Person behind a white protective fabric in a forest

SBARK – Shield of Spruce in Biodesign Challenge 2020

By | News, Student Blog posts
Where: Online presentation 

When: 16.6.2020 10:00-10:15 am (Eastern Standard Time)

SBARK – Shield of Spruce is a project where spruce bark’s protective compounds are used to create an enhanced fabric. Spruce bark is exceptional in a range of trees because of its phenolic compounds, such as stilbenes, which provide protection against both UV-radiation and microbes.

By extracting protective compounds from bark and embedding them into man-made cellulose fibers, we answer the demands of the changing world in a sustainable way with lightweight, UV-protective and antibacterial fabric for different kinds of applications.

As the end result we present a speculative outcome, SBARK fabric, where the precious materials from spruce are transformed to function as a protection for humans.

Antimicrobial and UV-protective properties are generally added to fabrics to protect human users and prolong the life of textiles. Those properties are often achieved by applying heavy metal nanoparticles to fabrics, which are causing a threat towards water security as a heavy metal pollution.

Trend forecasts indicate consumers are going to demand more hygiene and personal protection from materials and products in a world after the coronavirus pandemic. Therefore, we wanted to find a local, natural and sustainable alternative for heavy metal nanoparticles.

Natural stilbenes are also strong blockers of UV radiation. Studies have shown these compounds to be comparable to commercial sunscreens in their UV absorptive capacity.
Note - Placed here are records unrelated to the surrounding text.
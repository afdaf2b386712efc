//! Executable image analysis
//!
//! Parses ELF and Mach-O images for the libraries they link against and
//! whether their symbol table has been stripped.

use std::fs;
use std::io;
use std::path::Path;

use goblin::Object;
use goblin::mach::Mach;
use serde::Serialize;
use tracing::debug;

use crate::filetype::FileTypeInfo;

/// Linked libraries listed in the detail view before truncating.
pub const LINKED_LIBS_PREVIEW: usize = 10;

/// What an executable image declares about itself.
#[derive(Debug, Clone, PartialEq, Eq, Serialize, Default)]
pub struct BinaryInfo {
    pub is_executable: bool,
    pub is_stripped: bool,
    /// `DT_NEEDED` entries for ELF, load commands for Mach-O
    #[serde(skip_serializing_if = "Vec::is_empty")]
    pub linked_libraries: Vec<String>,
    /// First signing authority reported by `codesign` (macOS only)
    #[serde(skip_serializing_if = "Option::is_none")]
    pub signature: Option<String>,
}

impl BinaryInfo {
    pub fn is_empty(&self) -> bool {
        !self.is_executable && self.linked_libraries.is_empty()
    }
}

/// Analyze `path` if its content was classified as binary.
///
/// Returns `Ok(None)` for non-binary content and for images goblin cannot
/// parse. Only read errors are reported.
pub fn analyze_binary(path: &Path, file_type: &FileTypeInfo) -> io::Result<Option<BinaryInfo>> {
    if !file_type.is_binary {
        return Ok(None);
    }
    let bytes = fs::read(path)?;
    Ok(analyze_bytes(&bytes, file_type).map(|mut info| {
        info.signature = code_signature(path);
        info
    }))
}

#[cfg(target_os = "macos")]
fn code_signature(path: &Path) -> Option<String> {
    let output = std::process::Command::new("codesign")
        .arg("-dv")
        .arg(path)
        .output()
        .ok()?;
    if !output.status.success() {
        return None;
    }
    // codesign writes its report to stderr
    signing_authority(&String::from_utf8_lossy(&output.stderr))
}

#[cfg(not(target_os = "macos"))]
fn code_signature(_path: &Path) -> Option<String> {
    None
}

/// The first `Authority=` value of a `codesign -dv` report.
pub fn signing_authority(report: &str) -> Option<String> {
    report
        .lines()
        .find_map(|line| line.trim().strip_prefix("Authority="))
        .map(|authority| authority.trim().to_string())
        .filter(|authority| !authority.is_empty())
}

/// Analyze an in-memory image.
pub fn analyze_bytes(bytes: &[u8], file_type: &FileTypeInfo) -> Option<BinaryInfo> {
    let labeled_executable = file_type.format.contains("executable");

    match Object::parse(bytes) {
        Ok(Object::Elf(elf)) => Some(BinaryInfo {
            // Position-independent executables are ET_DYN with an interpreter
            is_executable: labeled_executable || elf.interpreter.is_some(),
            is_stripped: elf.syms.is_empty(),
            linked_libraries: elf.libraries.iter().map(|lib| lib.to_string()).collect(),
            signature: None,
        }),
        Ok(Object::Mach(Mach::Binary(macho))) => Some(BinaryInfo {
            is_executable: labeled_executable
                || macho.header.filetype == goblin::mach::header::MH_EXECUTE,
            is_stripped: macho.symbols().next().is_none(),
            // goblin lists the image itself first as "self"
            linked_libraries: macho
                .libs
                .iter()
                .filter(|lib| **lib != "self")
                .map(|lib| lib.to_string())
                .collect(),
            signature: None,
        }),
        Ok(_) => None,
        Err(err) => {
            debug!(error = %err, "not a parseable executable image");
            None
        }
    }
}

/// Libraries to show, and how many were left out.
pub fn linked_libraries_preview(info: &BinaryInfo, full: bool) -> (&[String], usize) {
    let libs = info.linked_libraries.as_slice();
    if full || libs.len() <= LINKED_LIBS_PREVIEW {
        (libs, 0)
    } else {
        (&libs[..LINKED_LIBS_PREVIEW], libs.len() - LINKED_LIBS_PREVIEW)
    }
}

#[cfg(test)]
mod tests {
    use crate::filetype::detect_file_type;

    use super::*;

    fn libs(n: usize) -> BinaryInfo {
        BinaryInfo {
            is_executable: true,
            is_stripped: false,
            linked_libraries: (0..n).map(|i| format!("lib{}.so", i)).collect(),
            signature: None,
        }
    }

    #[test]
    fn test_signing_authority() {
        let report = "Executable=/usr/bin/tool\n\
                      Identifier=com.example.tool\n\
                      Authority=Developer ID Application: Example (ABCD1234)\n\
                      Authority=Developer ID Certification Authority\n";
        assert_eq!(
            signing_authority(report).as_deref(),
            Some("Developer ID Application: Example (ABCD1234)")
        );
        assert_eq!(signing_authority("Signature=adhoc\n"), None);
    }

    #[test]
    fn test_text_content_is_skipped() {
        let dir = tempfile::tempdir().unwrap();
        let path = dir.path().join("notes.txt");
        fs::write(&path, "just words\n").unwrap();

        let info = detect_file_type(&path).unwrap();
        assert_eq!(analyze_binary(&path, &info).unwrap(), None);
    }

    #[test]
    fn test_truncated_elf_is_not_an_error() {
        let mut bytes = b"\x7fELF\x02\x01\x01".to_vec();
        bytes.resize(32, 0);
        let info = FileTypeInfo {
            format: "ELF executable".to_string(),
            is_binary: true,
            ..Default::default()
        };
        assert_eq!(analyze_bytes(&bytes, &info), None);
    }

    #[cfg(all(target_os = "linux", target_env = "gnu"))]
    #[test]
    fn test_own_test_binary() {
        let exe = std::env::current_exe().unwrap();
        let file_type = detect_file_type(&exe).unwrap();
        assert!(file_type.is_binary);

        let info = analyze_binary(&exe, &file_type).unwrap().unwrap();
        assert!(info.is_executable);
        assert!(
            info.linked_libraries.iter().any(|lib| lib.starts_with("libc.so")),
            "{:?}",
            info.linked_libraries
        );
    }

    #[test]
    fn test_preview_truncates_after_ten() {
        let info = libs(13);
        let (shown, hidden) = linked_libraries_preview(&info, false);
        assert_eq!(shown.len(), 10);
        assert_eq!(hidden, 3);

        let (shown, hidden) = linked_libraries_preview(&info, true);
        assert_eq!(shown.len(), 13);
        assert_eq!(hidden, 0);
    }

    #[test]
    fn test_preview_keeps_short_lists() {
        let info = libs(10);
        assert_eq!(linked_libraries_preview(&info, false), (&info.linked_libraries[..], 0));
    }
}
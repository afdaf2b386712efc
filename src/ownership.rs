//! Owner and group resolution
//!
//! Names come from the system user database through `uzers`, so NSS
//! sources and macOS directory services are honored. Ids without an
//! entry are shown as `uid:N` / `gid:N`.

use std::fs;

use serde::Serialize;

/// Who owns an entry and what that means for the current user.
#[derive(Debug, Clone, PartialEq, Eq, Serialize)]
pub struct Ownership {
    pub uid: u32,
    pub gid: u32,
    pub owner: String,
    pub group: String,
    /// Owned by root while the current user is someone else
    pub requires_sudo: bool,
}

/// Resolve ownership for an entry's metadata. `None` off unix.
#[cfg(unix)]
pub fn lookup_ownership(meta: &fs::Metadata) -> Option<Ownership> {
    use std::os::unix::fs::MetadataExt;

    let uid = meta.uid();
    let gid = meta.gid();

    Some(Ownership {
        uid,
        gid,
        owner: user_name(uid),
        group: group_name(gid),
        requires_sudo: requires_sudo(uid, uzers::get_effective_uid()),
    })
}

#[cfg(not(unix))]
pub fn lookup_ownership(_meta: &fs::Metadata) -> Option<Ownership> {
    None
}

#[cfg(unix)]
pub fn user_name(uid: u32) -> String {
    uzers::get_user_by_uid(uid)
        .map(|user| user.name().to_string_lossy().into_owned())
        .unwrap_or_else(|| format!("uid:{}", uid))
}

#[cfg(unix)]
pub fn group_name(gid: u32) -> String {
    uzers::get_group_by_gid(gid)
        .map(|group| group.name().to_string_lossy().into_owned())
        .unwrap_or_else(|| format!("gid:{}", gid))
}

/// Root-owned entries need elevated rights unless we already are root.
pub fn requires_sudo(owner_uid: u32, current_uid: u32) -> bool {
    owner_uid == 0 && current_uid != 0
}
This embedding of SBARK extract enables the creation of lightweight and breathable UV protective clothing for warm climates: shielding its user from harmful rays, as well as preserving vibrant colors and fiber integrity.

Around 70% of Finland’s land area is covered by forests. Norway spruce (Picea abies) is the second common tree in Finland and its stemwood is used in the forest industry to make timber, wood products and pulp. A single mill site in Finland may produce more than 50,000 tons of pure spruce bark in a year, which is now mostly used just to produce energy despite bark’s valuable compounds. Our team explored how to utilize this side stream in a more effective way.